Four years after "The Lone Ranger," Verbinski, the director of the lucrative "Pirates of the Caribbean" films and the Oscar-winning animated tale "Rango," has returned with "A Cure for Wellness." The film, which opens Friday, is a lush, gothic thriller about a snide, unscrupulous and striving Wall Street stockbroker (Dane DeHaan) who's sent to a remote Swiss spa to fetch his company's CEO. He soon becomes suspicious of the place's dark mysteries and healing waters.
In budget (approximately $50 million) and genre (horror), it's something of a return for Verbinski, whose "The Ring" (2002) propelled him to the top ranks of big-budget filmmakers and led to him becoming the custodian of the "Pirates" franchise.
"This was starting over," Verbinski says. "I went to Germany. Aside from Bojan Bazelli, the cinematographer, I didn't know a single person on the crew."
But if anyone expected a docile retreat for Verbinski, "A Cure for Wellness" is not it. Though its budget was roughly a quarter of what it was for "The Lone Ranger," it's just as detailed, decorated and lengthy. The only issue for Verbinski with the 146-minute running time, he says, was trimming it down from more than three hours.
For a filmmaker who has often worked from previously existing material — if only a theme park ride in the case of "Pirates" — the chance to tell an original story meant a fresh canvas.
"Hollywood has made this massive push to 'event-ize' everything. As a result, all the writers are fleeing to TV. You see the fabric ripping apart," he says. "It's easier to get $158 million or $8 million to make a movie than it is to get $38 million. But when everyone is running away from the middle, I think there are opportunities there."
Verbinski, 52, is the son of a nuclear physicist and it's not hard to see a scientific precision in both his calm, deliberate manner and in the thick, carefully summoned atmospheres of his films. The appeal of "Cure for Wellness," he says, was playing with the idea of sickness. "He's a contagion," he says of DeHaan's Lockhart.
He's a filmmaker of grand excess: of lavish production design, of big, costumed performances and of endless cinematic references. "Rango," which was the first animated feature for the effects leader Industrial Light & Magic, was especially stuffed with nods to movies as varied as "Chinatown," ''Star Wars," ''Cat Ballou" and "The Good, the Bad and the Ugly."
Of his film inspirations, Verbinski says: "If you want to make a creature with a giraffe head and an elephant body, you need to have before seen both a giraffe and an elephant."

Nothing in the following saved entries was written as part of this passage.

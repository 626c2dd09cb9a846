// SPDX-FileCopyrightText: 2026 SchedCC Contributors
//
// SPDX-License-Identifier: Apache-2.0

use std::collections::HashSet;
use std::path::Path;

use chrono::{NaiveDate, NaiveTime};
use tokio::fs;

use crate::{
    Event, EventDraft, EventError, EventKind, EventSource, EventStatus, EventTime, Medium, Site,
    Trainer,
};

/// In-memory list of events, kept in insertion order.
#[derive(Debug, Clone, Default)]
pub struct EventStore {
    events: Vec<Event>,
}

impl EventStore {
    /// Creates a store from the events, rejecting duplicate ids.
    pub fn new(events: Vec<Event>) -> Result<Self, EventError> {
        let mut ids = HashSet::with_capacity(events.len());
        for event in &events {
            if !ids.insert(event.id) {
                return Err(EventError::DuplicateId(event.id));
            }
        }
        Ok(Self { events })
    }

    /// Loads a JSON array of events.
    #[tracing::instrument]
    pub async fn load(path: &Path) -> Result<Self, EventError> {
        let content = fs::read_to_string(path).await?;
        let events: Vec<Event> = serde_json::from_str(&content)?;
        tracing::debug!(count = events.len(), "events loaded");
        Self::new(events)
    }

    /// The built-in sample bookings.
    pub fn sample() -> Self {
        Self {
            events: sample_events(),
        }
    }

    pub fn events(&self) -> &[Event] {
        &self.events
    }

    pub fn get(&self, id: u32) -> Option<&Event> {
        self.events.iter().find(|e| e.id == id)
    }

    pub fn len(&self) -> usize {
        self.events.len()
    }

    pub fn is_empty(&self) -> bool {
        self.events.is_empty()
    }

    /// The id the next new event would get.
    pub fn next_id(&self) -> u32 {
        self.events.iter().map(|e| e.id).max().unwrap_or(0) + 1
    }

    /// Validates a draft as the next event, without adding it to the store.
    pub fn preview(&self, draft: EventDraft) -> Result<Event, EventError> {
        draft.validate(self.next_id())
    }
}

fn sample_events() -> Vec<Event> {
    let date = |y, m, d| NaiveDate::from_ymd_opt(y, m, d).unwrap_or_default();
    let span = |(h1, m1), (h2, m2)| EventTime::Span {
        start: NaiveTime::from_hms_opt(h1, m1, 0).unwrap_or_default(),
        end: NaiveTime::from_hms_opt(h2, m2, 0).unwrap_or_default(),
    };

    vec![
        Event {
            id: 1,
            date: date(2026, 1, 12),
            time: span((9, 0), (12, 0)),
            kind: EventKind::Workshop,
            status: EventStatus::Confirmed,
            source: EventSource::Eqs,
            client: "Telstra".to_string(),
            course: "Leadership Boost".to_string(),
            trainer: Trainer::Dom,
            medium: Medium::Online,
            location: vec![Site::Syd],
            invoiced: false,
            billing_notes: None,
            notes: "Zoom link in invite".to_string(),
        },
        Event {
            id: 2,
            date: date(2026, 1, 17),
            time: EventTime::AllDay,
            kind: EventKind::Coaching,
            status: EventStatus::Tentative,
            source: EventSource::Cce,
            client: "UNICEF".to_string(),
            course: "Check-in".to_string(),
            trainer: Trainer::James,
            medium: Medium::InPerson,
            location: vec![Site::Sg],
            invoiced: false,
            billing_notes: None,
            notes: "Awaiting confirmation".to_string(),
        },
        Event {
            id: 3,
            date: date(2026, 1, 25),
            time: span((14, 0), (15, 30)),
            kind: EventKind::Meeting,
            status: EventStatus::Offered,
            source: EventSource::Ctd,
            client: "EQ Strategist".to_string(),
            course: "Coord Review".to_string(),
            trainer: Trainer::Sue,
            medium: Medium::InPerson,
            location: vec![Site::Mel],
            invoiced: true,
            billing_notes: None,
            notes: "Boardroom 2".to_string(),
        },
        Event {
            id: 4,
            date: date(2026, 2, 3),
            time: span((10, 0), (13, 0)),
            kind: EventKind::Workshop,
            status: EventStatus::Confirmed,
            source: EventSource::Eqs,
            client: "ANZ".to_string(),
            course: "Agile Lab".to_string(),
            trainer: Trainer::Dom,
            medium: Medium::InPerson,
            location: vec![Site::Bne],
            invoiced: false,
            billing_notes: None,
            notes: "Materials printed".to_string(),
        },
    ]
}
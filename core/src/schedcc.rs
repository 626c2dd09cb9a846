// SPDX-FileCopyrightText: 2026 SchedCC Contributors
//
// SPDX-License-Identifier: Apache-2.0

use std::error::Error;
use std::path::PathBuf;

use chrono::{DateTime, Local};

use crate::{
    Config, Event, EventConditions, EventDraft, EventStore, ExportPayload, filter_events,
};

/// Scheduling command center core.
#[derive(Debug, Clone)]
pub struct SchedCc {
    now: DateTime<Local>,
    config: Config,
    store: EventStore,
}

impl SchedCc {
    /// Creates a new instance, loading the configured dataset or the sample bookings.
    pub async fn new(mut config: Config) -> Result<Self, Box<dyn Error>> {
        config.normalize()?;

        let store = match &config.data_path {
            Some(path) => EventStore::load(path)
                .await
                .map_err(|e| format!("Failed to load events from {}: {e}", path.display()))?,
            None => {
                tracing::info!("data_path not configured, using sample events");
                EventStore::sample()
            }
        };

        Ok(Self::with_store(config, store))
    }

    /// Creates an instance around an existing store.
    pub fn with_store(config: Config, store: EventStore) -> Self {
        Self {
            now: Local::now(),
            config,
            store,
        }
    }

    /// The current time of the instance.
    pub fn now(&self) -> DateTime<Local> {
        self.now
    }

    pub fn config(&self) -> &Config {
        &self.config
    }

    pub fn store(&self) -> &EventStore {
        &self.store
    }

    /// Events matching the conditions, in store order.
    pub fn list_events(&self, conds: &EventConditions) -> Vec<&Event> {
        let events = filter_events(self.store.events(), conds);
        tracing::debug!(?conds, count = events.len(), "events filtered");
        events
    }

    /// CSV payload of the events matching the conditions.
    pub fn export(&self, conds: &EventConditions) -> ExportPayload {
        ExportPayload::csv(self.list_events(conds))
    }

    /// Directory the export is saved into.
    pub fn export_dir(&self) -> PathBuf {
        self.config
            .export_dir
            .clone()
            .unwrap_or_else(|| PathBuf::from("."))
    }

    /// A draft holding the initial values of the new event form.
    pub fn default_event_draft(&self) -> EventDraft {
        EventDraft::default(self.now.date_naive())
    }

    /// Validates the draft as the next event. Nothing is saved.
    pub fn preview_event(&self, draft: EventDraft) -> Result<Event, Box<dyn Error>> {
        let event = self.store.preview(draft)?;
        tracing::info!(id = event.id, "event validated, not persisted");
        Ok(event)
    }
}
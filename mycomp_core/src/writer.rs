use std::fs::File;
use std::io::{BufReader, BufWriter, Read, Write};
use std::path::Path;

use crate::chunker::{self, ChunkSpan};
use crate::codec::Codec;
use crate::engine::{self, dispatch_ordered};
use crate::error::{Error, Result};
use crate::format::{ChunkRecord, ContainerHeader, CHUNK_HEADER_SIZE, DEFAULT_CHUNK_SIZE, HEADER_SIZE};
use crate::worker;

/// Tuning knobs for the compress pipeline.
#[derive(Debug, Clone)]
pub struct CompressOptions {
    /// Raw bytes per chunk (the last chunk may be smaller). Must be positive.
    pub chunk_size: u64,
    /// Worker threads; capped at the chunk count.
    pub workers: usize,
}

impl Default for CompressOptions {
    fn default() -> Self {
        Self {
            chunk_size: DEFAULT_CHUNK_SIZE,
            workers: engine::default_workers(),
        }
    }
}

/// Totals reported after a successful compression.
#[derive(Debug, Clone, Copy)]
pub struct CompressReport {
    pub chunk_count: u64,
    pub original_size: u64,
    /// Container bytes written, header and preludes included.
    pub compressed_size: u64,
}

/// Compress `input` into a MYCOMP container at `output`.
///
/// The input is read sequentially, one chunk span at a time, by the engine's
/// feeder; chunks are compressed concurrently and records land in the output
/// in strict index order. On failure the output file may be left incomplete.
pub fn compress_file(
    input: &Path,
    output: &Path,
    codec: &dyn Codec,
    options: &CompressOptions,
) -> Result<CompressReport> {
    let file = File::open(input)?;
    let total_size = file.metadata()?.len();
    let mut src = BufReader::new(file);

    let mut dst = BufWriter::new(File::create(output)?);
    let read_chunk = move |span: ChunkSpan| -> Result<Vec<u8>> {
        let mut buf = vec![0u8; span.len as usize];
        src.read_exact(&mut buf)?;
        Ok(buf)
    };
    let report = compress_container(&mut dst, total_size, codec, options, read_chunk)?;
    dst.flush()?;
    Ok(report)
}

/// Compress an in-memory byte slice into a container held in memory.
pub fn compress_bytes(data: &[u8], codec: &dyn Codec, options: &CompressOptions) -> Result<Vec<u8>> {
    let mut out = Vec::new();
    let read_chunk = |span: ChunkSpan| -> Result<Vec<u8>> {
        let start = span.offset as usize;
        Ok(data[start..start + span.len as usize].to_vec())
    };
    compress_container(&mut out, data.len() as u64, codec, options, read_chunk)?;
    Ok(out)
}

/// Shared compress pipeline: header first (the chunk count is known from the
/// input size alone), then one record per chunk in index order.
fn compress_container<W, F>(
    out: &mut W,
    total_size: u64,
    codec: &dyn Codec,
    options: &CompressOptions,
    mut read_chunk: F,
) -> Result<CompressReport>
where
    W: Write,
    F: FnMut(ChunkSpan) -> Result<Vec<u8>> + Send,
{
    if options.chunk_size == 0 {
        return Err(Error::Format("chunk size must be positive".into()));
    }

    let chunk_count = chunker::chunk_count(total_size, options.chunk_size);
    let header = ContainerHeader { chunk_count };
    out.write_all(&header.to_bytes())?;

    let workers = options.workers.min(chunk_count.max(1) as usize);
    let jobs = chunker::spans(total_size, options.chunk_size).map(move |span| {
        match read_chunk(span) {
            Ok(raw) => Ok(move || worker::compress_chunk(codec, &raw)),
            Err(err) => Err(err),
        }
    });

    let mut written = HEADER_SIZE as u64;
    dispatch_ordered(jobs, workers, |_, record: ChunkRecord| -> Result<()> {
        out.write_all(&record.header_to_bytes())?;
        out.write_all(&record.payload)?;
        written += (CHUNK_HEADER_SIZE + record.payload.len()) as u64;
        Ok(())
    })?;

    Ok(CompressReport {
        chunk_count,
        original_size: total_size,
        compressed_size: written,
    })
}
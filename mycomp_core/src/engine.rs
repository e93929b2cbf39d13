use std::collections::BTreeMap;
use std::sync::atomic::{AtomicBool, Ordering};
use std::thread;

use crossbeam_channel::{bounded, unbounded};

use crate::error::{Error, Result};

/// Worker count used when the caller does not choose one.
pub fn default_workers() -> usize {
    thread::available_parallelism().map(|n| n.get()).unwrap_or(1)
}

/// Run an indexed sequence of independent fallible jobs on a bounded worker
/// pool and deliver each result to `sink` in strict index order.
///
/// # Contract
/// - Jobs may *complete* in any order; `sink` observes index `i + 1` only
///   after index `i`, regardless of completion order.
/// - `jobs` is consumed lazily on a feeder thread and fed through a bounded
///   queue, so at most roughly `workers` jobs are materialized at once. An
///   item of `Err` aborts the run (a failed chunk read, for instance).
/// - The first failure, whether from a job, the producer, or the sink, sets a
///   cancellation flag. Workers check it cooperatively and skip jobs that
///   have not started; jobs already running are ignored, and teardown does
///   not wait on anything beyond the normal pool join.
/// - On failure no partial result is reported as success. When several chunks
///   fail before shutdown completes, the failure with the smallest index
///   wins.
///
/// Results that arrive ahead of their turn are parked in a reorder buffer;
/// its size is bounded in practice by pool skew, not by the job count.
pub fn dispatch_ordered<I, F, T, S>(jobs: I, workers: usize, mut sink: S) -> Result<()>
where
    I: IntoIterator<Item = Result<F>>,
    I::IntoIter: Send,
    F: FnOnce() -> Result<T> + Send,
    T: Send,
    S: FnMut(u64, T) -> Result<()>,
{
    let workers = workers.max(1);
    let jobs = jobs.into_iter();
    let cancelled = AtomicBool::new(false);
    let (job_tx, job_rx) = bounded::<(u64, F)>(workers);
    let (result_tx, result_rx) = unbounded::<(u64, Result<T>)>();

    thread::scope(|scope| {
        for _ in 0..workers {
            let job_rx = job_rx.clone();
            let result_tx = result_tx.clone();
            let cancelled = &cancelled;
            scope.spawn(move || {
                while let Ok((index, job)) = job_rx.recv() {
                    if cancelled.load(Ordering::Relaxed) {
                        break;
                    }
                    let outcome = job();
                    if outcome.is_err() {
                        cancelled.store(true, Ordering::Relaxed);
                    }
                    if result_tx.send((index, outcome)).is_err() {
                        break;
                    }
                }
            });
        }
        drop(job_rx);
        drop(result_tx);

        let feeder = {
            let cancelled = &cancelled;
            scope.spawn(move || {
                let mut fed = 0u64;
                for job in jobs {
                    if cancelled.load(Ordering::Relaxed) {
                        return (fed, None);
                    }
                    match job {
                        Ok(job) => {
                            if job_tx.send((fed, job)).is_err() {
                                return (fed, None);
                            }
                            fed += 1;
                        }
                        Err(err) => {
                            cancelled.store(true, Ordering::Relaxed);
                            return (fed, Some((fed, err)));
                        }
                    }
                }
                (fed, None)
            })
        };

        let mut next = 0u64;
        let mut pending: BTreeMap<u64, T> = BTreeMap::new();
        let mut failure: Option<(u64, Error)> = None;

        while let Ok((index, outcome)) = result_rx.recv() {
            match outcome {
                Ok(value) => {
                    if failure.is_some() {
                        continue;
                    }
                    pending.insert(index, value);
                    while let Some(value) = pending.remove(&next) {
                        if let Err(err) = sink(next, value) {
                            cancelled.store(true, Ordering::Relaxed);
                            record_failure(&mut failure, next, err);
                            pending.clear();
                            break;
                        }
                        next += 1;
                    }
                }
                Err(err) => {
                    cancelled.store(true, Ordering::Relaxed);
                    record_failure(&mut failure, index, err);
                    pending.clear();
                }
            }
        }

        let (fed, producer_failure) = match feeder.join() {
            Ok(outcome) => outcome,
            Err(_) => (
                next,
                Some((next, Error::Codec("chunk feeder thread panicked".into()))),
            ),
        };
        if let Some((index, err)) = producer_failure {
            record_failure(&mut failure, index, err);
        }
        if failure.is_none() && next != fed {
            failure = Some((
                next,
                Error::Codec("chunk worker exited without returning a result".into()),
            ));
        }

        match failure {
            Some((_, err)) => Err(err),
            None => Ok(()),
        }
    })
}

fn record_failure(slot: &mut Option<(u64, Error)>, index: u64, err: Error) {
    match slot {
        Some((existing, _)) if *existing <= index => {}
        _ => *slot = Some((index, err)),
    }
}
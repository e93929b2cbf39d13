/// A contiguous byte range of the input, processed as one compression unit.
#[derive(Debug, Clone, Copy, PartialEq, Eq)]
pub struct ChunkSpan {
    pub offset: u64,
    pub len: u64,
}

/// Number of chunks a `total_size`-byte input splits into: `ceil(total / chunk)`.
///
/// `chunk_size` must be positive. Empty input yields zero chunks, never a
/// single zero-length chunk.
pub fn chunk_count(total_size: u64, chunk_size: u64) -> u64 {
    total_size.div_ceil(chunk_size)
}

/// Ordered chunk boundaries for the given sizes.
///
/// Every span has length `chunk_size` except the last, which covers whatever
/// remains. No span is ever empty.
pub fn spans(total_size: u64, chunk_size: u64) -> impl Iterator<Item = ChunkSpan> {
    let count = chunk_count(total_size, chunk_size);
    (0..count).map(move |i| {
        let offset = i * chunk_size;
        let len = if i + 1 == count {
            total_size - offset
        } else {
            chunk_size
        };
        ChunkSpan { offset, len }
    })
}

"A Cure for Wellness," too, is a homage to B-movies and their evocative, dreamlike atmospheres. "There's something about those old film noirs, the way you hear the sounds of the footsteps a little too loudly," Verbinski says. Viewers will quickly note on ode to "The Shining" in a tracking shot of Lockhart's car winding up through the Alps. The Henry James adaption "The Innocents," with Deborah Kerr, was another inspiration.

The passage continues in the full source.